O governo de Donald Trump está revisando regras para reverter supostas violações ao direito de portar armas previsto na Segunda Emenda. O Departamento de Álcool, Tabaco, Armas de Fogo e Explosivos (ATF) apresentou 34 propostas de mudanças na regulação do comércio de armas, incluindo reverter restrições impostas por Joe Biden e liberar a compra online, eliminando a necessidade de comparecimento a loja física para verificação de antecedentes criminais.
Facilitação pode alimentar tráfico internacional
Críticos alertam que a flexibilização pode aumentar tiroteios nos EUA e alimentar o tráfico para outros países, especialmente para facções brasileiras como PCC e CV. Em maio, Trump classificou essas facções como terroristas, medida criticada pelo governo Lula. Os EUA são a principal origem dos fuzis usados por essas organizações, embora a produção clandestina nacional esteja crescendo.
Uma forma comum de tráfico é o envio de armas legais compradas nos EUA dentro de mercadorias comuns. Em maio, um fuzil AK-47 enviado da Flórida foi apreendido no Aeroporto de Viracopos, desmontado dentro de um forno. Em março de 2024, 30 fuzis foram encontrados camuflados em prensas hidráulicas com destino a São Paulo, Rio de Janeiro, Santa Catarina e Rio Grande do Sul.
Especialistas criticam propostas
John Lindsay-Poland, coordenador do projeto Stop US Arms to Mexico, afirma que a proposta de permitir entrega de armas pelos Correios é preocupante: 'O comprador pode ser qualquer pessoa sem razão legítima para adquirir a arma.' Para ele, a designação de facções como terroristas não impacta o tráfico, pois o problema é o mercado civil militarizado nos EUA.
Bruno Langeani, do Instituto Sou da Paz, questiona se a classificação resultará em sanções a lojas da Flórida que abastecem facções. 'Se não houver sanção, fica claro que é uma medida político-eleitoral.'
Exportações legais também são desviadas
Matt Schroeder, da Small Arms Survey, afirma que o tráfico ilegal movimenta dezenas de milhares de armas por ano, com pessoas sem antecedentes comprando legalmente e enviando para destinos criminosos. Ele acredita que a facilitação doméstica não terá grande impacto, mas o afrouxamento de controles de exportação pode aumentar desvios.

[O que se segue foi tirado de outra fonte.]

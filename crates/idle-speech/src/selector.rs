use crate::IdleUtterance;
use companion_context::{IdlePhrase, IdlePlaybackMode};
use rand::rngs::StdRng;
use rand::{Rng, SeedableRng};

/// Picks the next line from the user's phrase list.
pub struct PhraseSelector {
    cursor: usize,
    last_id: Option<String>,
    rng: StdRng,
}

impl PhraseSelector {
    pub fn new() -> Self {
        Self::from_rng(StdRng::from_entropy())
    }

    pub fn with_seed(seed: u64) -> Self {
        Self::from_rng(StdRng::seed_from_u64(seed))
    }

    fn from_rng(rng: StdRng) -> Self {
        Self {
            cursor: 0,
            last_id: None,
            rng,
        }
    }

    pub fn reset(&mut self) {
        self.cursor = 0;
        self.last_id = None;
    }

    /// Sequential mode walks the list by `order`, wrapping at the end. Random
    /// mode draws uniformly but never repeats the previous phrase when there is
    /// more than one to choose from.
    pub fn next(&mut self, phrases: &[IdlePhrase], mode: IdlePlaybackMode) -> Option<IdleUtterance> {
        if phrases.is_empty() {
            return None;
        }

        let mut sorted: Vec<&IdlePhrase> = phrases.iter().collect();
        sorted.sort_by_key(|p| p.order);

        let idx = match mode {
            IdlePlaybackMode::Sequential => {
                if self.cursor >= sorted.len() {
                    self.cursor = 0;
                }
                let idx = self.cursor;
                self.cursor = (self.cursor + 1) % sorted.len();
                idx
            }
            IdlePlaybackMode::Random => self.draw(&sorted),
        };

        let phrase = sorted[idx];
        self.last_id = Some(phrase.id.clone());
        Some(IdleUtterance::new(phrase.text.clone(), phrase.emotion))
    }

    fn draw(&mut self, sorted: &[&IdlePhrase]) -> usize {
        let previous = self
            .last_id
            .as_deref()
            .and_then(|id| sorted.iter().position(|p| p.id == id));

        match previous {
            Some(prev) if sorted.len() > 1 => {
                // draw from the other n-1 slots
                let idx = self.rng.gen_range(0..sorted.len() - 1);
                if idx >= prev {
                    idx + 1
                } else {
                    idx
                }
            }
            _ => self.rng.gen_range(0..sorted.len()),
        }
    }
}

impl Default for PhraseSelector {
    fn default() -> Self {
        Self::new()
    }
}

#[cfg(test)]
mod tests {
    use super::*;
    use companion_context::Emotion;
    use std::collections::HashMap;

    fn phrase(id: &str, text: &str, order: i32) -> IdlePhrase {
        IdlePhrase {
            id: id.to_string(),
            text: text.to_string(),
            emotion: Emotion::Neutral,
            order,
        }
    }

    #[test]
    fn test_sequential_follows_order_and_wraps() {
        let phrases = vec![phrase("b", "B", 1), phrase("a", "A", 0)];
        let mut sel = PhraseSelector::with_seed(1);
        let texts: Vec<String> = (0..3)
            .map(|_| sel.next(&phrases, IdlePlaybackMode::Sequential).unwrap().text)
            .collect();
        assert_eq!(texts, vec!["A", "B", "A"]);
    }

    #[test]
    fn test_sequential_visits_each_phrase_once_per_cycle() {
        let phrases: Vec<IdlePhrase> = (0..7)
            .rev()
            .map(|i| phrase(&format!("p{i}"), &format!("line {i}"), i))
            .collect();
        let mut sel = PhraseSelector::with_seed(2);
        for _cycle in 0..3 {
            let seen: Vec<String> = (0..7)
                .map(|_| sel.next(&phrases, IdlePlaybackMode::Sequential).unwrap().text)
                .collect();
            let expected: Vec<String> = (0..7).map(|i| format!("line {i}")).collect();
            assert_eq!(seen, expected);
        }
    }

    #[test]
    fn test_sequential_survives_shrinking_list() {
        let mut phrases = vec![phrase("a", "A", 0), phrase("b", "B", 1), phrase("c", "C", 2)];
        let mut sel = PhraseSelector::with_seed(3);
        sel.next(&phrases, IdlePlaybackMode::Sequential);
        sel.next(&phrases, IdlePlaybackMode::Sequential);
        phrases.truncate(1);
        let next = sel.next(&phrases, IdlePlaybackMode::Sequential).unwrap();
        assert_eq!(next.text, "A");
    }

    #[test]
    fn test_random_never_repeats_back_to_back() {
        for n in 2..6 {
            let phrases: Vec<IdlePhrase> = (0..n)
                .map(|i| phrase(&format!("p{i}"), &format!("line {i}"), i))
                .collect();
            for seed in 0..20 {
                let mut sel = PhraseSelector::with_seed(seed);
                let mut prev = sel.next(&phrases, IdlePlaybackMode::Random).unwrap().text;
                for _ in 0..200 {
                    let cur = sel.next(&phrases, IdlePlaybackMode::Random).unwrap().text;
                    assert_ne!(cur, prev, "n={n} seed={seed}");
                    prev = cur;
                }
            }
        }
    }

    #[test]
    fn test_random_reaches_every_phrase() {
        let phrases: Vec<IdlePhrase> = (0..4)
            .map(|i| phrase(&format!("p{i}"), &format!("line {i}"), i))
            .collect();
        let mut sel = PhraseSelector::with_seed(42);
        let mut counts: HashMap<String, usize> = HashMap::new();
        for _ in 0..400 {
            let u = sel.next(&phrases, IdlePlaybackMode::Random).unwrap();
            *counts.entry(u.text).or_default() += 1;
        }
        assert_eq!(counts.len(), 4);
        assert!(counts.values().all(|&c| c > 50));
    }

    #[test]
    fn test_single_phrase_repeats_in_random_mode() {
        let phrases = vec![phrase("only", "Only", 0)];
        let mut sel = PhraseSelector::with_seed(5);
        for _ in 0..5 {
            assert_eq!(sel.next(&phrases, IdlePlaybackMode::Random).unwrap().text, "Only");
        }
    }

    #[test]
    fn test_empty_list_yields_nothing() {
        let mut sel = PhraseSelector::with_seed(0);
        assert!(sel.next(&[], IdlePlaybackMode::Sequential).is_none());
        assert!(sel.next(&[], IdlePlaybackMode::Random).is_none());
    }
}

Em setembro de 2025, Trump revogou restrições a exportações para 36 países, incluindo Paraguai, Colômbia e Peru, justificando 'centenas de milhões de dólares em oportunidades de exportação'. A Anistia Internacional criticou, citando relatório do GAO de 2022 que mostrou que quase 20% das armas de crime recuperadas na América Central vieram de exportações licenciadas.
A BBC News Brasil questionou a Casa Branca, mas não obteve resposta.
Apreensões de fuzis no Brasil crescem
Levantamento do Sou da Paz mostra que apreensões de fuzis cresceram 167% desde 2021, com 2.152 unidades em 2025. Entre 2019 e 2023, 738 fuzis apreendidos eram dos EUA e 586 do Brasil. A PM do Rio de Janeiro identificou que 94,7% dos fuzis apreendidos em 2024 eram estrangeiros, principalmente americanos (60%). Langeani critica o relatório, pois armas falsificadas podem ser produzidas clandestinamente, e a flexibilização de regras no governo Bolsonaro permitiu que CACs comprassem fuzis, desviados para o crime.
Fábricas clandestinas são 'principal dor de cabeça'
Michele dos Ramos, diretora da Senasp, afirma que as fábricas clandestinas são a principal preocupação. 'A qualidade aumentou muito nos últimos cinco anos e o custo é menor que trazer dos EUA.' Em 2024, uma fábrica em Santa Bárbara d'Oeste (SP) produzia 3,5 mil fuzis por ano. José Anchiêta Nery Neto, da Senasp, explica que essas 'armas fantasma' têm capacidade inferior, mas servem para combate urbano a preço menor, usando componentes importados ou nacionais.